En medio de todo esto, no deja de resultar curioso que personas que no creen en Dios y que, desde luego, no le aman, se expresen aludiendo a Dios de forma irreverente o directamente blasfema. Si no creen en Dios, ¿Por qué le nombran? ¿No sería más lógico que no se refirieran al Señor de ningún modo?
En mi opinión, esas personas se refieren a Dios de tales modos, precisamente, porque no creen en Él. Y, desde luego, porque no le aman. En esto juega, también, la inclinación del hombre al mal, tras el pecado original y el llamado por San Pablo “misterio de iniquidad” (2 Tesalonicenses 2, 7); en conjunción, por supuesto, con la estupidez humana, extendida, cada vez más, como una plaga hedionda. No en vano afirma la Escritura que “el número de los necios es infinito” (Eclesiastés 1, 15). Y lo peor es que muchos ni se dan cuenta de esta tristísima situación.
Existen otros pecados contra el Segundo Mandamiento, como, por ejemplo, el perjurio. Un pecado también muy grave, al que parece que tampoco se le da, apenas, importancia. Al menos, en España. Craso error. En todo caso, en el Catecismo de la Iglesia Católica se encuentran muy bien explicados los pecados contra dicho Santo Mandamiento. Hoy he querido poner de manifiesto los que percibo como más extendidos, aunque les animo a consultar el Catecismo, sobre este y otros temas.
Queridos lectores, procuremos siempre, siempre, referirnos a Dios, a Jesucristo, a la Sagrada Eucaristía, a la Virgen Santa María, a los Santos y a la Iglesia con todo el amor, respeto y veneración que podamos. No quitemos importancia a lo que sí la tiene. Evitemos toda expresión, no ya solo blasfema, sino mínimamente irreverente o vanal respecto a Dios y sus asuntos. Toda prudencia, en este terreno, es poca. Estamos hablando de cosas muy, muy grandes y santas. Sobre todo, no olvidemos que coger un mal hábito es, con frecuencia, fácil; pero quitárselo ya no lo es tanto… Recordemos que, como dice la Sagrada Biblia, “el temor de Dios es el principio de la sabiduría” (Proverbios 9:10). Y la Sabiduría es otro de los siete dones del Espíritu Santo, que nos permite gozar de las cosas de Dios. Si queremos amar de verdad a Dios y disfrutar de su intimidad, empecemos por ejercitar un Santo Temor hacia Él y, sobre todo, seamos muy humildes. La humildad nos ayudará a referirnos siempre a Dios con el amor, respeto y veneración debidos y, también, a dar a Su Santo Nombre la gloria que merece y que, con toda justicia, le debemos. Así sea.

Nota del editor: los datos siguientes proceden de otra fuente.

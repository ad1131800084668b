//! Per-point evaluation of a built dependency graph.
//!
//! The [`Executor`] walks the graph's topological order restricted to the closure of the
//! requested outputs, memoising every node's outcome for the current point. A node whose
//! dependency did not produce a value inherits that outcome without being called, so an
//! invalidated point cancels only its downstream closure.

mod loops;
mod outcome;
mod stats;

pub use loops::{LoopContext, LoopReport, LoopState};
pub use outcome::{CapabilityOutcome, PointResults};
pub use stats::NodeStats;

use std::collections::HashMap;
use std::sync::{Arc, Mutex};
use std::time::Instant;

use log::{debug, error};
use rayon::prelude::*;
use serde::{Deserialize, Serialize};

use crate::error::LibraryError;
use crate::graph::{DependencyGraph, GraphNode, NodeIndex};
use crate::model::{ParameterPoint, Value};
use crate::node::{NodeContext, NodeFailure};
use stats::StatsTable;

/// Outcomes of one evaluation scope: the point, or one loop iteration.
pub(crate) type Scope = HashMap<NodeIndex, CapabilityOutcome>;

/// Innermost scope wins.
pub(crate) fn lookup<'s>(scopes: &[&'s Scope], node: NodeIndex) -> Option<&'s CapabilityOutcome> {
    scopes.iter().rev().find_map(|scope| scope.get(&node))
}

/// How nodes of one point are scheduled.
#[derive(Serialize, Deserialize, Debug, Clone, Copy, PartialEq, Eq, Default)]
#[serde(rename_all = "lowercase")]
pub enum Dispatch {
    /// One node at a time, in topological order.
    #[default]
    Serial,
    /// Nodes of the same dependency level run concurrently on the rayon pool.
    Parallel,
}

/// Results a loop manager reads after its loop.
type LoopResults<'a> = (&'a HashMap<String, Arc<Value>>, &'a LoopReport);

/// Evaluates one graph for any number of points.
pub struct Executor {
    graph: Arc<DependencyGraph>,
    dispatch: Dispatch,
    /// First successful results of once-per-process nodes.
    once: Mutex<HashMap<NodeIndex, Arc<Value>>>,
    stats: StatsTable,
}

impl Executor {
    pub fn new(graph: Arc<DependencyGraph>) -> Self {
        let stats = StatsTable::new(graph.len());
        Self {
            graph,
            dispatch: Dispatch::default(),
            once: Mutex::new(HashMap::new()),
            stats,
        }
    }

    pub fn with_dispatch(mut self, dispatch: Dispatch) -> Self {
        self.dispatch = dispatch;
        self
    }

    pub fn graph(&self) -> &Arc<DependencyGraph> {
        &self.graph
    }

    pub fn dispatch(&self) -> Dispatch {
        self.dispatch
    }

    /// Evaluates every requested capability for `point`.
    pub fn evaluate(&self, point: &ParameterPoint) -> Result<PointResults, LibraryError> {
        let targets = self.graph.requested().to_vec();
        self.run(point, &targets)
    }

    /// Evaluates only the named requested capabilities; nodes outside their closure are skipped.
    pub fn evaluate_subset(
        &self,
        point: &ParameterPoint,
        capabilities: &[&str],
    ) -> Result<PointResults, LibraryError> {
        let targets = capabilities
            .iter()
            .map(|&capability| {
                self.graph
                    .requested()
                    .iter()
                    .find(|(c, _)| c == capability)
                    .cloned()
                    .ok_or_else(|| LibraryError::UnknownOutput(capability.to_string()))
            })
            .collect::<Result<Vec<_>, _>>()?;
        self.run(point, &targets)
    }

    /// Evaluates independent points concurrently. A fatal error in any point fails the batch.
    pub fn evaluate_many(
        &self,
        points: &[ParameterPoint],
    ) -> Result<Vec<PointResults>, LibraryError> {
        points.par_iter().map(|p| self.evaluate(p)).collect()
    }

    /// Counters of the node selected for `capability`.
    pub fn node_stats(&self, capability: &str) -> Option<NodeStats> {
        self.graph
            .find(capability)
            .map(|node| self.stats.get(node.index().as_usize()))
    }

    /// Counters of every node, by `module::function`.
    pub fn stats(&self) -> Vec<(String, NodeStats)> {
        self.graph
            .nodes()
            .iter()
            .map(|node| (node.name(), self.stats.get(node.index().as_usize())))
            .collect()
    }

    pub fn reset_stats(&self) {
        self.stats.reset();
    }

    fn run(
        &self,
        point: &ParameterPoint,
        targets: &[(String, NodeIndex)],
    ) -> Result<PointResults, LibraryError> {
        if point.model() != self.graph.model() {
            return Err(LibraryError::ModelMismatch {
                graph: self.graph.model().to_string(),
                point: point.model().to_string(),
            });
        }
        debug!("Evaluating point {} ({})", point.id(), point.model());

        let roots: Vec<NodeIndex> = targets.iter().map(|&(_, i)| i).collect();
        let closure = self.graph.closure(&roots);
        let mut cache = Scope::with_capacity(closure.len());

        match self.dispatch {
            Dispatch::Serial => {
                for &index in self.graph.order() {
                    if !closure.contains(&index) || self.graph.node(index).region().is_some() {
                        continue;
                    }
                    let outcome = self.visit(point, &[&cache], index)?;
                    cache.insert(index, outcome);
                }
            }
            Dispatch::Parallel => {
                for level in self.graph.levels(&closure) {
                    let outcomes = level
                        .par_iter()
                        .filter(|&&i| self.graph.node(i).region().is_none())
                        .map(|&i| self.visit(point, &[&cache], i).map(|o| (i, o)))
                        .collect::<Result<Vec<_>, _>>()?;
                    cache.extend(outcomes);
                }
            }
        }

        let outcomes = targets
            .iter()
            .map(|(capability, index)| {
                cache
                    .get(index)
                    .cloned()
                    .map(|o| (capability.clone(), o))
                    .ok_or_else(|| {
                        LibraryError::fatal(
                            self.graph.node(*index).name(),
                            "requested node was not evaluated",
                        )
                    })
            })
            .collect::<Result<Vec<_>, _>>()?;

        Ok(PointResults {
            point: point.id(),
            model: point.model().to_string(),
            outcomes,
        })
    }

    /// Evaluates a node outside any loop region.
    fn visit(
        &self,
        point: &ParameterPoint,
        scopes: &[&Scope],
        index: NodeIndex,
    ) -> Result<CapabilityOutcome, LibraryError> {
        if self.graph.node(index).manages().is_some() {
            self.run_loop(point, scopes, index, None)
        } else {
            self.evaluate_node(point, scopes, index, None, None)
        }
    }

    /// Gathers a node's inputs and calls it, unless a dependency already failed.
    fn evaluate_node(
        &self,
        point: &ParameterPoint,
        scopes: &[&Scope],
        index: NodeIndex,
        loop_context: Option<&LoopContext>,
        loop_results: Option<LoopResults<'_>>,
    ) -> Result<CapabilityOutcome, LibraryError> {
        let node = self.graph.node(index);

        let mut inputs = HashMap::with_capacity(node.dependencies().len());
        for (capability, dep) in node.dependencies() {
            match lookup(scopes, *dep) {
                Some(CapabilityOutcome::Value(value)) => {
                    inputs.insert(capability.as_str(), value.clone());
                }
                Some(other) => {
                    debug!(
                        "`{}` skipped: dependency `{}` produced no value",
                        node.name(),
                        capability
                    );
                    return Ok(other.clone());
                }
                None => {
                    return Err(LibraryError::fatal(
                        node.name(),
                        format!(
                            "dependency `{}` was not evaluated before its consumer",
                            capability
                        ),
                    ));
                }
            }
        }

        let mut ctx = NodeContext::new(node.spec(), point, node.options(), inputs, node.backends())
            .in_loop(loop_context);
        if let Some((members, report)) = loop_results {
            ctx = ctx.with_loop_results(members, report);
        }

        if node.spec().once_per_process {
            let mut once = self.once.lock().map_err(|_| {
                LibraryError::fatal(node.name(), "once-per-process cache is poisoned")
            })?;
            if let Some(value) = once.get(&index) {
                return Ok(CapabilityOutcome::Value(value.clone()));
            }
            let outcome = self.invoke(node, &ctx)?;
            if let CapabilityOutcome::Value(value) = &outcome {
                once.insert(index, value.clone());
            }
            return Ok(outcome);
        }

        self.invoke(node, &ctx)
    }

    fn invoke(
        &self,
        node: &GraphNode,
        ctx: &NodeContext<'_>,
    ) -> Result<CapabilityOutcome, LibraryError> {
        let started = Instant::now();
        let result = node.function().evaluate(ctx);
        let elapsed = started.elapsed();
        self.stats.record(
            node.index().as_usize(),
            elapsed,
            matches!(result, Err(NodeFailure::Invalid(_))),
        );

        match result {
            Ok(value) => Ok(CapabilityOutcome::Value(Arc::new(value))),
            Err(NodeFailure::Invalid(reason)) => {
                debug!("`{}` invalidated the point: {}", node.name(), reason);
                Ok(CapabilityOutcome::Invalidated {
                    reason,
                    origin: node.name(),
                })
            }
            Err(NodeFailure::Fatal(message)) => {
                error!("Fatal error in `{}`: {}", node.name(), message);
                Err(LibraryError::fatal(node.name(), message))
            }
        }
    }
}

PD. No crean, queridos lectores, que se me han pasado por alto otras formas de blasfemia repugnantes, que, de vez en cuando y cada vez con más frecuencia, se producen de forma pública y notoria, con notable malicia y para horror de todo buen católico que merezca llamarse así. Las abordaremos en el próximo post.